The mouse bioassay still plays an important role as a screening method, as it gives the total toxic potential of the sample within a few hours, and it is possible to distinguish hepatotoxins from neurotoxins.1 For screening, many scientists prefer the protein phosphatase bioassay. This method is sensitive to sub-nanogram levels of microcystins29,37,38 and can be conducted on 30 µL of sample. With this method, 100 samples can be analysed in one day.39 The method, however, is not specific to microcystins and will indicate the presence of other substances inhibiting protein phosphatases. This should not be a problem, however, when monitoring a particular area where the potentially occurring

species and their possible toxins are known. In conjunction with HPLC, the method is useful in identifying toxic fractions. A colorimetric adaptation is also in use.40 A published ELISA method, using polyclonal antibodies, is available,41 with a detection limit of 0.2 ng/mL; this method is commercially available. It is likely that methods using monoclonal or polyclonal antibodies raised against a single toxin (e.g., microcystin-LR) will have problems of cross-reactivity with other microcystins. Using the method of Chu et al.,41 Carmichael42 found that most of the important micro-cystins reacted with the antibody, but about 10% did not. A method using polyclonal antibodies is also under development in Canada (Prairie Biological Research Laboratories, Edmonton) and is awaiting validation.43 A method using monoclonal antibodies is under development in Japan.44

Identification

For identification, Harada39 has used improved frit micro liquid chromatography/mass spectrometry (LC/MS) with fast atom bombardment (FAB), with a detection limit of 1 ng.45 After isolation and purification by HPLC and thin-layer chromatography (TLC), Sivonen46 assigned structures to many microcystins and their variants by FABMS, FABMS/MS and 1H nuclear magnetic resonance (NMR).
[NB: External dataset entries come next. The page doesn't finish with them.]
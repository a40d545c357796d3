use na::Vector2;
use serde::{Deserialize, Serialize};
use brownian_core::{Error, Result};

/// Time dependence of an external drift force.
#[derive(Clone, Copy, Debug, PartialEq, Serialize, Deserialize)]
#[serde(tag = "kind", rename_all = "kebab-case")]
pub enum Drive {
    /// Same force every step
    Constant { fx: f64, fy: f64 },
    /// Grows linearly from zero to `(max_fx, max_fy)` over `ramp_steps` steps, then stays there
    Ramp {
        max_fx: f64,
        max_fy: f64,
        ramp_steps: usize,
    },
}

impl Drive {
    pub fn force_at(&self, step: usize) -> Vector2<f64> {
        match *self {
            Drive::Constant { fx, fy } => Vector2::new(fx, fy),
            Drive::Ramp { max_fx, max_fy, ramp_steps } => {
                let progress = step.min(ramp_steps) as f64 / ramp_steps as f64;
                Vector2::new(max_fx * progress, max_fy * progress)
            }
        }
    }

    pub fn validate(&self) -> Result<()> {
        match *self {
            Drive::Constant { fx, fy } if !(fx.is_finite() && fy.is_finite()) => Err(
                Error::InvalidConfig("constant drive must be finite".to_string()),
            ),
            Drive::Ramp { ramp_steps: 0, .. } => Err(Error::InvalidConfig(
                "ramp drive needs at least one step".to_string(),
            )),
            Drive::Ramp { max_fx, max_fy, .. } if !(max_fx.is_finite() && max_fy.is_finite()) => Err(
                Error::InvalidConfig("ramp drive must be finite".to_string()),
            ),
            _ => Ok(()),
        }
    }
}

/// Drive applied to every particle with class tag `class`.
#[derive(Clone, Copy, Debug, PartialEq, Serialize, Deserialize)]
pub struct ClassDrive {
    pub class: u16,
    pub drive: Drive,
}

impl ClassDrive {
    /// Class 0 is pushed along +x with a force growing to 2.0 over
    /// `ramp_steps`, class 1 is dragged along -x with a constant 0.5.
    pub fn default_rules(ramp_steps: usize) -> Vec<ClassDrive> {
        vec![
            ClassDrive {
                class: 0,
                drive: Drive::Ramp {
                    max_fx: 2.0,
                    max_fy: 0.0,
                    ramp_steps,
                },
            },
            ClassDrive {
                class: 1,
                drive: Drive::Constant { fx: -0.5, fy: 0.0 },
            },
        ]
    }
}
Separation and Quantification

There are several HPLC methods, many of which are variations on methods developed by Siegelman et al.47 and Harada et al.20 In the United Kingdom, an official HPLC method with UV detection and a detection limit of 0.5 µg/L has been developed by the Water Research Centre (WRc) in Medmenham. This method has been tested in a limited collaborative trial with five laboratories for drinking water and reservoir water.3It is designed to measure only free microcystin-LR; it does not measure total microcystin-LR (i.e., free plus cell bound) or micro-cystins other than microcystin-LR. It could be modified, however, to measure total microcystins.

For separation and quantification, HPLC with fluorescence or chemoluminescence detection (sub-nanogram detection limit) and micro LC/MS with FAB (single ion monitoring, or SIM) (detection limit ~1 ng) are the preferred methods, partly because of their lower detection limits compared with the UK HPLC method.39 An HPLC method with photodiode array detection is being used by G. Codd (University of Dundee) but has not been published (see Edwards et al.48).